Hibernate's Gunnar Morling recently told the story of one that, after a few days, would lead to a StackOverflowException
on calling Set::isEmpty
.
He tracked it down to a faulty implementation of a cache for sets:
On each access, the cache would obtain a Set
, wrap it in Collections::unmodifiableSet
, and then reinsert it, thus piling more and more unmodifiable wrappers on the underlying set.
Thing is, the methods on the wrapper, take isEmpty
as an example, can't do anything themselves and need to forward to the underlying collection:
// actual implementation of
// java.util.Collections.UnmodifiableCollection#isEmpty
// (`c` is the wrapped collection)
public boolean isEmpty() {
return c.isEmpty();
}
Pile wrappers long enough, each forwarding method calls to the next, and you will overflow the stack. It's turtles all the way down.
The Reason
The immediate reason for the bug was the faulty cache implementation, but there's something else here:
Why does Collections::unmodifiableSet
wrap an already unmodifiable set?
Couldn't it check whether the specified set is already unmodifiable and return it as-is if that's the case?

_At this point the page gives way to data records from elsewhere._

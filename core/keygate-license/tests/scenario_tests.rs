//! End-to-end flows across admin and validation.

mod common;

use common::{create_req, fixture, key_req, SECRET};
use keygate_license::{format_expire, CheckRequest, ClearOutcome, LicenseError, SECS_PER_DAY};

#[test]
fn fresh_license_rejects_every_ip() {
    let fx = fixture();
    let now = 1_700_000_000;
    let issued = fx.admin.create_at(Some(SECRET), &create_req("acme", 30), now).unwrap();
    assert!(issued.record.ip_list.is_empty());
    assert_eq!(issued.record.expire, format_expire(now + 30 * SECS_PER_DAY));

    let err = fx
        .engine
        .check_at(&CheckRequest::new(&issued.license, "1.2.3.4"), now)
        .unwrap_err();
    assert!(matches!(err, LicenseError::IpNotAllowed));
}

#[test]
fn allowlisted_ip_passes_check() {
    let fx = fixture();
    let issued = fx.create("acme", 30);
    fx.add_ip(&issued.license, "1.2.3.4");

    let view = fx.engine.check(&CheckRequest::new(&issued.license, "1.2.3.4")).unwrap();
    assert_eq!(view.name, "acme");
    assert_eq!(view.expire.len(), "YYYY-MM-DD".len());
    assert_eq!(view.expire, issued.record.expire);
}

#[test]
fn full_list_cleared_then_old_ips_rejected() {
    let fx = fixture();
    let issued = fx.create("acme", 30);
    fx.add_ip(&issued.license, "1.1.1.1");
    fx.add_ip(&issued.license, "2.2.2.2");
    assert!(matches!(
        fx.admin.add_ip(Some(SECRET), &common::ip_req(&issued.license, "3.3.3.3")),
        Err(LicenseError::CapacityExceeded)
    ));

    assert_eq!(
        fx.admin.clear_ips(Some(SECRET), &key_req(&issued.license)).unwrap(),
        ClearOutcome::Cleared
    );
    for ip in ["1.1.1.1", "2.2.2.2"] {
        let err = fx.engine.check(&CheckRequest::new(&issued.license, ip)).unwrap_err();
        assert!(matches!(err, LicenseError::IpNotAllowed));
    }
}

#[test]
fn negative_lifetime_expires_on_first_check() {
    let fx = fixture();
    let issued = fx.create("acme", -1);
    fx.add_ip(&issued.license, "1.2.3.4");

    let req = CheckRequest::new(&issued.license, "1.2.3.4");
    assert!(matches!(fx.engine.check(&req), Err(LicenseError::Expired)));
    assert!(!fx.admin.list_all(Some(SECRET)).unwrap().contains_key(&issued.license));
    assert!(matches!(fx.engine.check(&req), Err(LicenseError::NotFound)));
}

#[test]
fn short_key_is_format_error() {
    let fx = fixture();
    let err = fx.engine.check(&CheckRequest::new("short", "1.2.3.4")).unwrap_err();
    assert!(matches!(err, LicenseError::InvalidKeyFormat));
}

#[test]
fn catalog_survives_reopen() {
    let fx = fixture();
    let issued = fx.create("acme", 30);
    fx.add_ip(&issued.license, "1.2.3.4");

    let reopened = std::sync::Arc::new(keygate_license::RecordStore::open(fx.store.path()));
    let engine = keygate_license::ValidationEngine::new(reopened);
    assert!(engine.check(&CheckRequest::new(&issued.license, "1.2.3.4")).is_ok());
}
//! HTTP API for the Keygate license server.
//!
//! Routes keep the paths and parameter names existing clients already use:
//! the check endpoint takes a JSON body, admin endpoints take query strings
//! with a `password` field.

use std::path::PathBuf;
use std::sync::Arc;

use axum::{
    extract::{rejection::JsonRejection, Query, State},
    http::StatusCode,
    response::{IntoResponse, Json, Response},
    routing::{get, post},
    Router,
};
use keygate_license::{
    AdminAuthorizer, CatalogAdmin, CheckRequest, CreateRequest, ErrorKind, IpRequest,
    IssuedLicense, KeyRequest, LicenseError, LicenseView, RecordStore, ValidationEngine,
};
use serde::{Deserialize, Serialize};
use tracing::error;

/// Shared state handed to every handler.
#[derive(Clone, Debug)]
pub struct AppState {
    engine: ValidationEngine,
    admin: CatalogAdmin,
}

impl AppState {
    /// Builds state over the catalog file at `data_file`.
    pub fn new(data_file: impl Into<PathBuf>, authorizer: Arc<dyn AdminAuthorizer>) -> Self {
        let store = Arc::new(RecordStore::open(data_file));
        Self {
            engine: ValidationEngine::new(store.clone()),
            admin: CatalogAdmin::new(store, authorizer),
        }
    }
}

/// Plain acknowledgement body.
#[derive(Serialize, Deserialize, Clone, Debug, PartialEq)]
pub struct MessageResponse {
    pub message: String,
}

impl MessageResponse {
    fn new(message: impl Into<String>) -> Json<Self> {
        Json(Self {
            message: message.into(),
        })
    }
}

/// Error body returned for every failed request.
#[derive(Serialize, Deserialize, Clone, Debug, PartialEq)]
pub struct ErrorResponse {
    pub error: String,
    pub kind: ErrorKind,
}

/// Maps license errors onto HTTP responses.
#[derive(Debug)]
pub struct ApiError(LicenseError);

impl From<LicenseError> for ApiError {
    fn from(err: LicenseError) -> Self {
        Self(err)
    }
}

impl IntoResponse for ApiError {
    fn into_response(self) -> Response {
        let kind = self.0.kind();
        let status = match kind {
            ErrorKind::Unauthorized => StatusCode::UNAUTHORIZED,
            ErrorKind::MissingParameter | ErrorKind::InvalidFormat => StatusCode::BAD_REQUEST,
            ErrorKind::NotFound => StatusCode::NOT_FOUND,
            ErrorKind::IpNotAllowed | ErrorKind::Expired | ErrorKind::CapacityExceeded => {
                StatusCode::FORBIDDEN
            }
            ErrorKind::Conflict => StatusCode::CONFLICT,
            ErrorKind::Internal => StatusCode::INTERNAL_SERVER_ERROR,
        };
        let message = if kind == ErrorKind::Internal {
            error!("request failed: {}", self.0);
            "Internal server error".to_string()
        } else {
            self.0.to_string()
        };
        (status, Json(ErrorResponse { error: message, kind })).into_response()
    }
}

/// Runs blocking catalog work off the async executor.
async fn blocking<T, F>(f: F) -> Result<T, ApiError>
where
    T: Send + 'static,
    F: FnOnce() -> Result<T, LicenseError> + Send + 'static,
{
    tokio::task::spawn_blocking(f)
        .await
        .map_err(|e| LicenseError::Storage(format!("catalog task failed: {e}")))?
        .map_err(ApiError::from)
}

#[derive(Deserialize, Debug, Default)]
struct CreateQuery {
    password: Option<String>,
    name: Option<String>,
    expire: Option<String>,
}

#[derive(Deserialize, Debug, Default)]
struct IpQuery {
    password: Option<String>,
    lic: Option<String>,
    ip: Option<String>,
}

#[derive(Deserialize, Debug, Default)]
struct KeyQuery {
    password: Option<String>,
    lic: Option<String>,
}

#[derive(Deserialize, Debug, Default)]
struct AuthQuery {
    password: Option<String>,
}

async fn check_license_handler(
    State(state): State<AppState>,
    body: Result<Json<CheckRequest>, JsonRejection>,
) -> Result<Json<LicenseView>, ApiError> {
    let Json(req) = body.map_err(|_| LicenseError::MissingParameter)?;
    let view = blocking(move || state.engine.check(&req)).await?;
    Ok(Json(view))
}

async fn create_license_handler(
    State(state): State<AppState>,
    Query(q): Query<CreateQuery>,
) -> Result<(StatusCode, Json<IssuedLicense>), ApiError> {
    // Non-numeric day counts are treated as absent.
    let req = CreateRequest {
        name: q.name,
        expire: q.expire.and_then(|days| days.trim().parse().ok()),
    };
    let issued = blocking(move || state.admin.create(q.password.as_deref(), &req)).await?;
    Ok((StatusCode::CREATED, Json(issued)))
}

async fn add_ip_handler(
    State(state): State<AppState>,
    Query(q): Query<IpQuery>,
) -> Result<Json<MessageResponse>, ApiError> {
    let req = IpRequest { lic: q.lic, ip: q.ip };
    blocking(move || state.admin.add_ip(q.password.as_deref(), &req)).await?;
    Ok(MessageResponse::new("IP added successfully"))
}

async fn clear_ips_handler(
    State(state): State<AppState>,
    Query(q): Query<KeyQuery>,
) -> Result<Json<MessageResponse>, ApiError> {
    let req = KeyRequest { lic: q.lic };
    let outcome = blocking(move || state.admin.clear_ips(q.password.as_deref(), &req)).await?;
    Ok(MessageResponse::new(outcome.message()))
}

async fn delete_license_handler(
    State(state): State<AppState>,
    Query(q): Query<KeyQuery>,
) -> Result<Json<MessageResponse>, ApiError> {
    let req = KeyRequest { lic: q.lic };
    blocking(move || state.admin.delete(q.password.as_deref(), &req)).await?;
    Ok(MessageResponse::new("License deleted successfully"))
}

async fn list_all_handler(
    State(state): State<AppState>,
    Query(q): Query<AuthQuery>,
) -> Result<Json<std::collections::BTreeMap<String, LicenseView>>, ApiError> {
    let all = blocking(move || state.admin.list_all(q.password.as_deref())).await?;
    Ok(Json(all))
}

/// Build the HTTP API router with the given state.
pub fn build_router(state: AppState) -> Router {
    Router::new()
        .route("/check-license", post(check_license_handler))
        .route("/create-lic", get(create_license_handler))
        .route("/add-ip", get(add_ip_handler))
        .route("/clear-ips", get(clear_ips_handler))
        .route("/delete-lic", get(delete_license_handler))
        .route("/all", get(list_all_handler))
        .with_state(state)
}
//! License issuance and validation for Keygate.
//!
//! This crate handles:
//! - Generating 32-character license keys over `A-Z0-9`
//! - Persisting the license catalog as one JSON document with atomic commits
//! - Validating a key for a client address, deleting it lazily once expired
//! - Admin operations: create, add/clear allowlisted IPs, delete, list
//!
//! # Catalog Format
//!
//! The catalog file is a JSON object keyed by license key:
//!
//! ```json
//! { "ABC...": { "name": "acme", "ip_list": ["1.2.3.4"], "expire": 1767225600 } }
//! ```
//!
//! `expire` is stored as seconds since epoch and rendered as `YYYY-MM-DD`
//! in responses.
//!
//! # Concurrency
//!
//! All reads and writes go through [`RecordStore::transaction`], so
//! concurrent checks and admin edits never interleave a load and a save.

mod admin;
#[cfg(feature = "online")]
mod client;
mod error;
mod key;
mod record;
mod store;
mod validation;

pub use admin::{
    AdminAuthorizer, CatalogAdmin, ClearOutcome, CreateRequest, IpRequest, KeyRequest,
    SharedSecret,
};
pub use error::{ErrorKind, LicenseError, LicenseResult};
pub use key::{generate_key, is_valid_key_format, KEY_ALPHABET, LICENSE_KEY_LEN};
pub use record::{
    format_expire, parse_ipv4, Catalog, IssuedLicense, LicenseRecord, LicenseView,
    MAX_IPS_PER_LICENSE, SECS_PER_DAY,
};
pub use store::RecordStore;
pub use validation::{CheckRequest, ValidationEngine};

#[cfg(feature = "online")]
pub use client::LicenseClient;
//! License key generation and format checks.
//!
//! Keys are 32 characters drawn uniformly from `A-Z0-9`. The seed (usually
//! the license name) is hashed together with OS entropy to seed the RNG, so
//! it contributes entropy but never determines the key. Uniqueness is the
//! caller's job: [`crate::CatalogAdmin`] re-rolls on collision.

use rand::rngs::{OsRng, StdRng};
use rand::{Rng, RngCore, SeedableRng};
use sha2::{Digest, Sha256};

/// Length of every license key.
pub const LICENSE_KEY_LEN: usize = 32;

/// Characters a license key may contain.
pub const KEY_ALPHABET: &[u8; 36] = b"ABCDEFGHIJKLMNOPQRSTUVWXYZ0123456789";

/// Generates a fresh license key.
#[must_use]
pub fn generate_key(seed: &str) -> String {
    let mut entropy = [0u8; 32];
    OsRng.fill_bytes(&mut entropy);

    let mut hasher = Sha256::new();
    hasher.update(seed.as_bytes());
    hasher.update(entropy);
    let mut rng = StdRng::from_seed(hasher.finalize().into());

    (0..LICENSE_KEY_LEN)
        .map(|_| KEY_ALPHABET[rng.gen_range(0..KEY_ALPHABET.len())] as char)
        .collect()
}

/// Returns true if `key` has the canonical license key shape.
#[must_use]
pub fn is_valid_key_format(key: &str) -> bool {
    key.len() == LICENSE_KEY_LEN && key.bytes().all(|b| KEY_ALPHABET.contains(&b))
}

#[cfg(test)]
mod tests {
    use super::*;

    #[test]
    fn same_seed_yields_different_keys() {
        assert_ne!(generate_key("acme"), generate_key("acme"));
    }

    #[test]
    fn lowercase_rejected() {
        assert!(!is_valid_key_format(&"a".repeat(LICENSE_KEY_LEN)));
        assert!(is_valid_key_format(&"A".repeat(LICENSE_KEY_LEN)));
    }
}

From a technical point of view, nothing speaks against that, and the method's contract doesn't call for returning a new instance either.
The remaining question is, does it make a difference?
The Benchmark
Surely, forwarding method calls is a waste of time, right?
Or is there some clever optimization that can nullify that effect?
One straightforward way to find out is to benchmark it.
Simply wrap a Set
into unmodifiable wrappers and check how long various operations take.
Besides iteration and isEmpty
, I also want to benchmark the effect on linear and random access, so I test lists as well as sets.
(You can find the code on GitHub and the results in this Google Spreadsheet. I use JHM - if you want to learn about it, check out the samples.)
Setup
Here are my specs:
- CPU: Intel(R) Core(TM) i7-4800MQ CPU @ 2.70GHz
- RAM: Samsung DDR3 16GB @ 1.60GHz (the tests ran entirely in RAM)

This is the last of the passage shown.